Building a faster path from hand measurements to a printable brace.

BraceForge started as a way to make custom wrist brace design more repeatable, easier to revise, and practical to manufacture with desktop 3D printing.

01

The Problem

Traditional custom orthotics can be slow and expensive to produce because every change often requires manual modeling, repeated CAD edits, and a separate review before manufacturing. A small fit issue around the wrist, palm, thumb opening, or strap placement can turn into another full iteration.

My original goal was to make something simpler: a print-and-use brace that could hold the hand through the strength of the plastic alone. I wanted to avoid straps, assembly, and extra hardware. That first idea exposed the real problem. A brace can look clean in CAD and still be difficult to put on, uncomfortable to wear, hard to ventilate, and nearly impossible to reuse across different hand sizes without rebuilding the model.

BraceForge grew out of that gap between a static CAD model and a useful custom device. The project became less about making one brace and more about building a repeatable system: enter measurements, preview the geometry visually, adjust the fit, and export a printable model.

02

Iteration Process

The design went through seven SolidWorks versions before becoming the model used for the website. Each version answered one fit or manufacturability problem and created the next one to solve.

Before BraceForge, adjustments happened inside SolidWorks parameters. That worked for experimentation, but it was difficult to understand visually and not practical for someone who just wanted to change a brace size and see the result.

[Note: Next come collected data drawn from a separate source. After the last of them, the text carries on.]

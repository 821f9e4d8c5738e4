use thiserror::Error;

use crate::membership::{ProcessId, QueueName};
use crate::scheduler::JobId;

#[derive(Error, Debug)]
pub enum PoolError {
    #[error("No queue-owner process for queue {0}")]
    NoQueueOwner(QueueName),

    #[error("Invalid failure hook configuration: {0}")]
    InvalidFailureHook(String),

    #[error("Invalid success hook configuration: {0}")]
    InvalidSuccessHook(String),

    #[error("Invalid configuration: {0}")]
    InvalidConfig(String),

    #[error("Job {0} was not submitted by this process")]
    NotOwner(JobId),

    #[error("Job {0} was submitted without requesting a reply")]
    NoReplyRequested(JobId),

    #[error("Process {0} is not running")]
    ProcessDown(ProcessId),

    #[error("Peer node {0} is unreachable")]
    PeerUnreachable(u64),
}

pub type Result<T> = std::result::Result<T, PoolError>;
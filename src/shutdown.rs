use tokio::signal::unix::{signal, SignalKind};
use tokio_util::sync::CancellationToken;

/// Install a shutdown handler that listens for SIGTERM and SIGINT.
///
/// Returns a `CancellationToken` that is cancelled when either signal is
/// received, or right away if the handlers cannot be installed.
pub fn install_shutdown_handler() -> CancellationToken {
    let token = CancellationToken::new();
    let trigger = token.clone();

    tokio::spawn(async move {
        let signals = signal(SignalKind::terminate())
            .and_then(|term| signal(SignalKind::interrupt()).map(|int| (term, int)));
        let (mut sigterm, mut sigint) = match signals {
            Ok(signals) => signals,
            Err(e) => {
                tracing::error!(error = %e, "Failed to install signal handlers, shutting down");
                trigger.cancel();
                return;
            }
        };

        tokio::select! {
            _ = sigterm.recv() => {
                tracing::info!("Received SIGTERM, stopping workers");
            }
            _ = sigint.recv() => {
                tracing::info!("Received SIGINT, stopping workers");
            }
        }

        trigger.cancel();
    });

    token
}
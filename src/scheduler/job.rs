use chrono::{DateTime, Utc};
use serde::{Deserialize, Serialize};
use serde_json::Value;
use uuid::Uuid;

use crate::membership::{ProcessId, QueueName};

pub type JobId = Uuid;

/// Function identifier plus arguments.
#[derive(Debug, Clone, PartialEq, Serialize, Deserialize)]
pub struct Task {
    pub function: String,
    pub args: Vec<Value>,
}

impl Task {
    pub fn new(function: impl Into<String>, args: Vec<Value>) -> Self {
        Self {
            function: function.into(),
            args,
        }
    }
}

/// Failure payload of one execution attempt.
#[derive(Debug, Clone, PartialEq, Serialize, Deserialize)]
pub enum Failure {
    /// The handler returned an error value
    Error(Value),
    /// The handler panicked or was killed mid-execution
    Crashed(String),
}

impl std::fmt::Display for Failure {
    fn fmt(&self, f: &mut std::fmt::Formatter<'_>) -> std::fmt::Result {
        match self {
            Failure::Error(value) => write!(f, "error: {}", value),
            Failure::Crashed(reason) => write!(f, "crashed: {}", reason),
        }
    }
}

pub type JobResult = Result<Value, Failure>;

/// Where to send the completion message of a synchronous submission.
#[derive(Debug, Clone, Copy, PartialEq, Eq, Serialize, Deserialize)]
pub struct ReplyTo {
    pub owner: ProcessId,
    pub token: Uuid,
}

/// Completion message delivered to a submitter's mailbox.
#[derive(Debug, Clone)]
pub struct Reply {
    pub token: Uuid,
    pub job_id: JobId,
    pub result: JobResult,
}

#[derive(Debug, Clone, Copy, PartialEq, Eq, Serialize, Deserialize)]
pub enum JobStatus {
    Pending,
    InFlight,
    Succeeded,
    Failed,
}

impl std::fmt::Display for JobStatus {
    fn fmt(&self, f: &mut std::fmt::Formatter<'_>) -> std::fmt::Result {
        match self {
            JobStatus::Pending => write!(f, "pending"),
            JobStatus::InFlight => write!(f, "in_flight"),
            JobStatus::Succeeded => write!(f, "succeeded"),
            JobStatus::Failed => write!(f, "failed"),
        }
    }
}

/// One unit of work and its lifecycle metadata.
///
/// `result` is set at most once per dispatch attempt. A job whose worker
/// crashes is returned to the pending store with `by` and `result` cleared
/// and dispatched again.
#[derive(Debug, Clone, Serialize, Deserialize)]
pub struct Job {
    pub id: JobId,
    pub task: Task,
    pub queue: QueueName,
    pub from: Option<ReplyTo>,
    pub result: Option<JobResult>,
    pub by: Option<ProcessId>,
    /// Failed attempts so far, consumed by retrying failure hooks
    pub failure_count: u32,
    pub enqueued_at: Option<DateTime<Utc>>,
    pub started_at: Option<DateTime<Utc>>,
    pub completed_at: Option<DateTime<Utc>>,
}

impl Job {
    /// A fire-and-forget job
    pub fn new(task: Task, queue: QueueName) -> Self {
        Self {
            id: Uuid::new_v4(),
            task,
            queue,
            from: None,
            result: None,
            by: None,
            failure_count: 0,
            enqueued_at: None,
            started_at: None,
            completed_at: None,
        }
    }

    /// Request a completion message for `owner`, under a fresh reply token
    pub fn with_reply(mut self, owner: ProcessId) -> Self {
        self.from = Some(ReplyTo {
            owner,
            token: Uuid::new_v4(),
        });
        self
    }

    pub fn status(&self) -> JobStatus {
        match (&self.result, self.by) {
            (Some(Ok(_)), _) => JobStatus::Succeeded,
            (Some(Err(_)), _) => JobStatus::Failed,
            (None, Some(_)) => JobStatus::InFlight,
            (None, None) => JobStatus::Pending,
        }
    }

    /// Mark the job as handed to `worker`
    pub fn dispatch_to(&mut self, worker: ProcessId) {
        self.by = Some(worker);
        self.result = None;
        self.started_at = Some(Utc::now());
    }

    /// Record the outcome of the current attempt
    pub fn complete(&mut self, result: JobResult) {
        self.result = Some(result);
        self.completed_at = Some(Utc::now());
    }

    /// Forget the current attempt so the job can be dispatched again
    pub fn reset_attempt(&mut self) {
        self.by = None;
        self.result = None;
        self.started_at = None;
        self.completed_at = None;
    }

    /// A fresh job carrying the same task and reply target on another queue
    pub fn copy_to(&self, queue: QueueName) -> Self {
        Self {
            from: self.from,
            ..Self::new(self.task.clone(), queue)
        }
    }
}
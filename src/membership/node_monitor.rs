use std::sync::Arc;

use async_trait::async_trait;
use tokio::time::{timeout, Duration};
use tokio_util::sync::CancellationToken;

use crate::config::PeerConfig;
use crate::error::Result;
use crate::membership::Membership;

const CONNECT_TIMEOUT: Duration = Duration::from_millis(100);

/// Connectivity to peer nodes.
#[async_trait]
pub trait PeerTransport: Send + Sync + 'static {
    /// Establish (or confirm) a connection to `peer`.
    async fn connect(&self, peer: &PeerConfig) -> Result<()>;
}

/// Tracks reachability of configured peers for one node.
///
/// A peer that stops answering is marked down in the node's membership view,
/// which hides its processes from global groups. When it answers again it is
/// marked up, and the resulting [`NodeEvent::Up`](crate::membership::NodeEvent)
/// makes local queue owners and workers re-register so dispatch sees the whole
/// cluster again.
pub struct NodeMonitor<T: PeerTransport + ?Sized> {
    membership: Membership,
    peers: Vec<PeerConfig>,
    transport: Arc<T>,
    interval: Duration,
}

impl<T: PeerTransport + ?Sized> NodeMonitor<T> {
    pub fn new(
        membership: Membership,
        peers: Vec<PeerConfig>,
        transport: Arc<T>,
        interval_ms: u64,
    ) -> Self {
        Self {
            membership,
            peers,
            transport,
            interval: Duration::from_millis(interval_ms),
        }
    }

    /// Probe every peer once, updating the membership view
    pub async fn connect_to_peers(&self) {
        let node_id = self.membership.node_id();
        for peer in &self.peers {
            if peer.node_id == node_id {
                continue;
            }
            let reachable = matches!(
                timeout(CONNECT_TIMEOUT, self.transport.connect(peer)).await,
                Ok(Ok(()))
            );

            if reachable {
                if self.membership.node_up(peer.node_id).await {
                    tracing::info!(node_id, peer_id = peer.node_id, addr = %peer.addr, "Connected to peer");
                }
            } else if self.membership.node_down(peer.node_id).await {
                tracing::warn!(node_id, peer_id = peer.node_id, addr = %peer.addr, "Lost connection to peer");
            } else {
                tracing::trace!(peer_id = peer.node_id, "Peer still unreachable");
            }
        }
    }

    /// Run until `shutdown` is cancelled, reconnecting on every tick
    pub async fn run(self, shutdown: CancellationToken) {
        let mut interval = tokio::time::interval(self.interval);

        loop {
            tokio::select! {
                _ = shutdown.cancelled() => break,
                _ = interval.tick() => self.connect_to_peers().await,
            }
        }

        tracing::debug!(node_id = self.membership.node_id(), "Node monitor stopped");
    }
}

#[cfg(test)]
mod tests {
    use super::*;
    use crate::membership::{Cluster, NodeEvent};

    fn peer(node_id: u64) -> PeerConfig {
        PeerConfig {
            node_id,
            addr: format!("node-{}", node_id),
        }
    }

    #[tokio::test]
    async fn marks_peers_down_and_up() {
        let cluster = Cluster::new();
        let membership = cluster.join(1).await;
        cluster.join(2).await;
        let mut events = membership.subscribe();

        let monitor = NodeMonitor::new(
            membership.clone(),
            vec![peer(1), peer(2)],
            Arc::new(cluster.transport(1)),
            50,
        );

        monitor.connect_to_peers().await;
        assert!(membership.is_visible(2).await);
        assert_eq!(events.recv().await.unwrap(), NodeEvent::Up(2));

        cluster.partition(&[1], &[2]).await;
        monitor.connect_to_peers().await;
        assert!(!membership.is_visible(2).await);
        assert_eq!(events.recv().await.unwrap(), NodeEvent::Down(2));

        cluster.heal().await;
        monitor.connect_to_peers().await;
        assert_eq!(events.recv().await.unwrap(), NodeEvent::Up(2));
    }
}
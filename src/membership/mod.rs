//! Process groups and cluster topology.
//!
//! Every queue name has three groups of live processes: the queue owners
//! holding its pending jobs, the workers executing them, and the monitors
//! observing those workers. Local queues are scoped to one node; global
//! queues span every node visible from the caller.
//!
//! # Components
//!
//! - [`Registry`]: the cluster-wide table of groups and reply mailboxes
//! - [`Membership`]: one node's view of the registry, filtered by which peers
//!   are currently reachable
//! - [`NodeMonitor`]: probes configured peers and publishes [`NodeEvent`]s
//! - [`Cluster`]: an in-process cluster with partition injection

pub mod cluster;
pub mod groups;
pub mod node_monitor;

use std::fmt;
use std::sync::atomic::{AtomicU64, Ordering};

use serde::{Deserialize, Serialize};

pub use cluster::{Cluster, LocalTransport};
pub use groups::{Membership, Registry};
pub use node_monitor::{NodeMonitor, PeerTransport};

pub type NodeId = u64;

static NEXT_PROCESS_SEQ: AtomicU64 = AtomicU64::new(1);

/// Identity of a queue owner, worker, monitor or client.
#[derive(Debug, Clone, Copy, PartialEq, Eq, PartialOrd, Ord, Hash, Serialize, Deserialize)]
pub struct ProcessId {
    pub node: NodeId,
    pub seq: u64,
}

impl ProcessId {
    /// Allocate a fresh identity on `node`.
    pub fn spawn(node: NodeId) -> Self {
        Self {
            node,
            seq: NEXT_PROCESS_SEQ.fetch_add(1, Ordering::Relaxed),
        }
    }
}

impl fmt::Display for ProcessId {
    fn fmt(&self, f: &mut fmt::Formatter<'_>) -> fmt::Result {
        write!(f, "<{}.{}>", self.node, self.seq)
    }
}

#[derive(Debug, Clone, PartialEq, Eq, PartialOrd, Ord, Hash, Serialize, Deserialize)]
pub enum QueueName {
    /// Visible only to processes on the same node
    Local(String),
    /// Visible to every connected node
    Global(String),
}

impl QueueName {
    pub fn local(name: impl Into<String>) -> Self {
        QueueName::Local(name.into())
    }

    pub fn global(name: impl Into<String>) -> Self {
        QueueName::Global(name.into())
    }

    pub fn name(&self) -> &str {
        match self {
            QueueName::Local(name) | QueueName::Global(name) => name,
        }
    }

    pub fn is_global(&self) -> bool {
        matches!(self, QueueName::Global(_))
    }
}

impl fmt::Display for QueueName {
    fn fmt(&self, f: &mut fmt::Formatter<'_>) -> fmt::Result {
        match self {
            QueueName::Local(name) => write!(f, "{}", name),
            QueueName::Global(name) => write!(f, "global:{}", name),
        }
    }
}

/// Topology change observed by a node's monitor.
#[derive(Debug, Clone, Copy, PartialEq, Eq)]
pub enum NodeEvent {
    Up(NodeId),
    Down(NodeId),
}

First SolidWorks brace CAD version with ventilation holes and a one-sided opening
Version 1: a one-sided, strapless design with holes. It was meant to rely on plastic spring force, but it was difficult to put on, uncomfortable, not parametric, and the thumb opening was shaped more for aesthetics than human fit.
Second SolidWorks brace CAD version without ventilation holes
Version 2: the holes were removed, but the thumb opening became too large. That made the upper section brittle, kept the difficult one-piece fit problem, and made the inside hot because there was no ventilation.
Split two-part SolidWorks brace with a long Velcro cutout
Version 3: the brace split into two parts and added Velcro cutouts. The first long cutout created printing issues, so the slot design was later split into shorter sections like the current version.
Modern SolidWorks brace reference used for the BraceForge website model
Version 7: the modern reference design. It combined the two-part layout, parameter-driven sizing, refined thumb clearance, shorter Velcro slots, and the proportions used as the basis for the website generator.
SolidWorks parameter table used to modify brace dimensions before the website
SolidWorks parameters: this was how the brace was modified before the website. It made the model configurable, but the workflow was dense, less visual, and harder to use than a direct browser preview.
03

Failure And Learning

The biggest lessons came from fit testing. The early strapless idea was too hard to wear comfortably. The oversized thumb opening solved one clearance problem but weakened the top of the brace. Removing holes improved strength but made the inside feel warmer, so ventilation had to come back in a more controlled way.

The current website version reflects those tradeoffs. The thumb opening is measurement-driven, the brace is split into two printable halves, Velcro slots are divided into shorter cutouts, and breathability uses controlled hex holes so the pattern can avoid rims, split edges, thumb cutouts, and strap areas.

Early perforated brace prototype fit test on a hand
The early perforated prototype showed why the strapless plastic-spring concept was difficult to fit and uncomfortable in practice.
Thumb hole shape test on a physical brace prototype
Thumb clearance tests helped move the opening away from an aesthetic CAD shape and toward a more wearable human fit.
Modern brace prototype fit test with Velcro straps
Later fit tests validated the two-part structure and Velcro approach, while also showing why comfort and ventilation still mattered.
04

Outcome

BraceForge turns the brace into an adjustable system: measure, preview, refine, estimate material, and export. The project is still a design and fabrication tool rather than medical guidance, but it shows how parametric modeling can shorten the path from an orthotic idea to a printable prototype.